To do: What lines below contain the string "reason"? List them all.

Supplied material:
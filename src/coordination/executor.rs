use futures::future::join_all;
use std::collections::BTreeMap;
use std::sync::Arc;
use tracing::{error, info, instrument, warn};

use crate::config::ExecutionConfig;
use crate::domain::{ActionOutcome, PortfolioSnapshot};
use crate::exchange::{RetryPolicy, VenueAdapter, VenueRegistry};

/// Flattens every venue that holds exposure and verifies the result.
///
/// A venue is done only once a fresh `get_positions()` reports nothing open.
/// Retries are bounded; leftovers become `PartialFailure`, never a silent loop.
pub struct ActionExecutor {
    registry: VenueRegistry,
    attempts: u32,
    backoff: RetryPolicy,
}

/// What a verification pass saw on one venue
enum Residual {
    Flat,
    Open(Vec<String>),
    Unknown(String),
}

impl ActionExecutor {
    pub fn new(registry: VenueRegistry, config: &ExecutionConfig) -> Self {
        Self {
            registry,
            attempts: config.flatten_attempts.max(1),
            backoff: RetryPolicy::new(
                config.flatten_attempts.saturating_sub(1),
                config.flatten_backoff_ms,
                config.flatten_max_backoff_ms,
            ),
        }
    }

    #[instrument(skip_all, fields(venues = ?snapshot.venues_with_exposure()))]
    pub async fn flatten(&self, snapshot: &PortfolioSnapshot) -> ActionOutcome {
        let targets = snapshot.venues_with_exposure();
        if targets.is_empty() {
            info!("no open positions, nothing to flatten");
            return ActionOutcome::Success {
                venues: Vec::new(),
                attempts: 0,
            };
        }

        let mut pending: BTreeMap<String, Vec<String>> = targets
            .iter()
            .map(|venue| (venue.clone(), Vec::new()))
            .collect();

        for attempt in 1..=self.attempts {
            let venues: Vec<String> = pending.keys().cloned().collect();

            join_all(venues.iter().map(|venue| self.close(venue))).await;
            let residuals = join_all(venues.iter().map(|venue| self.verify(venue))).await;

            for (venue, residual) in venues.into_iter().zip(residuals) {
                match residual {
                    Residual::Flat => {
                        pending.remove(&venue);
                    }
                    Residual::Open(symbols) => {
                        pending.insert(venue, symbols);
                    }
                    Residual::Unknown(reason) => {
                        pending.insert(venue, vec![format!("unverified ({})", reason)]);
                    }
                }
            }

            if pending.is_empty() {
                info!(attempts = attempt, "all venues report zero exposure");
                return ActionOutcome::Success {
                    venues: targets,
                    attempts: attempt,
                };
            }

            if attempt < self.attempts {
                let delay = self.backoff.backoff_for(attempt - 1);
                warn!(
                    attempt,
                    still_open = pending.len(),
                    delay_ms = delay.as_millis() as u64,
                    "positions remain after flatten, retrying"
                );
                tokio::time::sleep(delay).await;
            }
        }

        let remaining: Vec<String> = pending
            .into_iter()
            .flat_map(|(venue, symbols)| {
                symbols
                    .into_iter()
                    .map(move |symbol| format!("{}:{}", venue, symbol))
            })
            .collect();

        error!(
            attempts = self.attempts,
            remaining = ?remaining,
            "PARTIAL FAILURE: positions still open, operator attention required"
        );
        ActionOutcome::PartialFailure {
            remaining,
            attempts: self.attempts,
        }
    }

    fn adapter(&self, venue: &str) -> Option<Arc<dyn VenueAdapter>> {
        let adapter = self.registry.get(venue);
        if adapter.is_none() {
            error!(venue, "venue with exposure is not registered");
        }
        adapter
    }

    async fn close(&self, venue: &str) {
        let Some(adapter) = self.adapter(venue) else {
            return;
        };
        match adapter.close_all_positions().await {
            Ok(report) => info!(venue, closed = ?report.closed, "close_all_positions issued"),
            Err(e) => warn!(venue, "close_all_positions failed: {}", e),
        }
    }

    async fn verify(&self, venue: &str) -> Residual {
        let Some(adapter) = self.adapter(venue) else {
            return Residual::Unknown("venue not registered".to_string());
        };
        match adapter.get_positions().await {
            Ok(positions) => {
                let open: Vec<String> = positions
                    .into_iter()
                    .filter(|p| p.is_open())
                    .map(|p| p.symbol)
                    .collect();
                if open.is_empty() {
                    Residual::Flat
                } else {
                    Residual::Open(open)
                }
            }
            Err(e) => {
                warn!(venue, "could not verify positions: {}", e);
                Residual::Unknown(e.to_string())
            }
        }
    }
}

Your solution:
                    Residual::Unknown(reason) => {
                        pending.insert(venue, vec![format!("unverified ({})", reason)]);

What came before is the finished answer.